Ah Venice!

Perhaps there is no city in Europe that is as venerated and romanticised as Venice is. I call it a "bucket list" city. She features so prominently on people's must visit lists that I can't imagine any other city in Europe that even comes close. Maybe Paris. Paris is also venerated and romanticised, but Venice a little bit more.

There are also many tales that speak of this ancient city. There's the story of Marco Polo as well as the even more popular Merchants Of Venice. Who doesn't remember the "pound of flesh"?

Venice has been many things over the centuries, but in her golden age, she was pretty much a city of the extremely wealthy. It was literally inhabited by a collection of some of the richest people in the world - evidenced by the endless rows of mansions along the Grand Canal.

The very rich merchants of Venice had more money than the kings and queens of Europe. Wealth that was come by mainly by dubious means, including outright theft, looting and piracy.


Even the most righteous place in Venice, the Basilica of St. Marc, was predicated on theft.

It is said that the Basilica was built to house the corpse of Saint Marc the Apostle of Jesus Christ. His corpse was smuggled from Egypt to Venice by looters. reference.

This great wealth of the city, including the magnificent buildings, were mostly as a result of the looting of Africa and Asia. There was also, no doubt, some honest money being made, but that was few and far between.


All this stuff happened such a long time ago, so they've lost their significance. What is left now is the romance, and the decay.

Venice is as old Europe as you can get. It is also relatively hard to define what is "Venice" and what isn't. It's a collection of a lot of islands linked by bridges over canals. The main cluster of islands - the one where you can find the Basilica and Rialto bridge - is unequivocally referred to as Venice. There are, however, other islands and island clusters that are also party of what I call "greater Venice". These include Murano and the extremely colourful Burano.

Visiting Venice can be a little confusing for some, but I found it quite straight forward. There are no automobiles, including motorbikes, allowed in central Venice. This means you can't take a bus or taxi there. You can, however, take public transport to the edge of the city. There is also a very convenient train bus that takes you there from the airport.


On arrival to Venice, be prepared to be both mind-blown and disappointed at the same time. I think the disappointment most people feel about Venice is to do with expectation, rather than reality. As I alluded to earlier, Venice is highly romanticised. It is a historical city, yes, but it is also a living city with actual residents that have to live a day-to-day life.

The true beauty of Venice is also slightly obscured by the crowd. It gets very, very busy there especially during the high seasons. Like I said before, being on a lot of bucket lists, Venice gets more than her fair share of tourists.

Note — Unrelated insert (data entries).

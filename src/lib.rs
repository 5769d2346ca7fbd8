//! Library exports for reuse in tests.
/// Backend HTTP client.
pub mod api;
/// Shared egui UI modules.
pub mod egui_app;
/// Point filtering for the map view.
pub mod filter;
/// Shared HTTP agent helpers.
pub mod http_client;
/// Tracing setup with per-launch log files.
pub mod logging;
/// Drawable map scene and renderer.
pub mod map_scene;
/// Wire types shared with the backend.
pub mod model;
/// Lookup views over an analysis result.
pub mod result_index;
/// Point selection state.
pub mod selection;
/// Wizard stage machine.
pub mod wizard;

There are also some laws and regulations that immediately annoy the unprepared tourist , one of which is the city tax on everything. There's also the assault on the sense - noise and smell. It is a decaying city that is sinking into the water. There are a lot of opportunities for foul smells to develop.



Once you've allowed yourself to experience the disappointment and realised that Venice is just another over crowded tourist trap, much like any other popular destination in "old Europe", you can then start to really appreciate what the city has to offer.

You will learn to get out before the crowd - which at times means very early in the morning. You will learn to steer away from the popular routes, and venture into quiet corners and backstreets. The intricacies of the architecture will become more apparent. There's the city wildlife - which consists mostly of different birds, rodents and reptiles. The colour of the water in the smaller canals. The design of the bridges. The windows!

You will notice the windows for sure. There are so may of them, such that they give the city a certain unique look. With so many large palace-like mansions next to each other, it's a magnificent sight really.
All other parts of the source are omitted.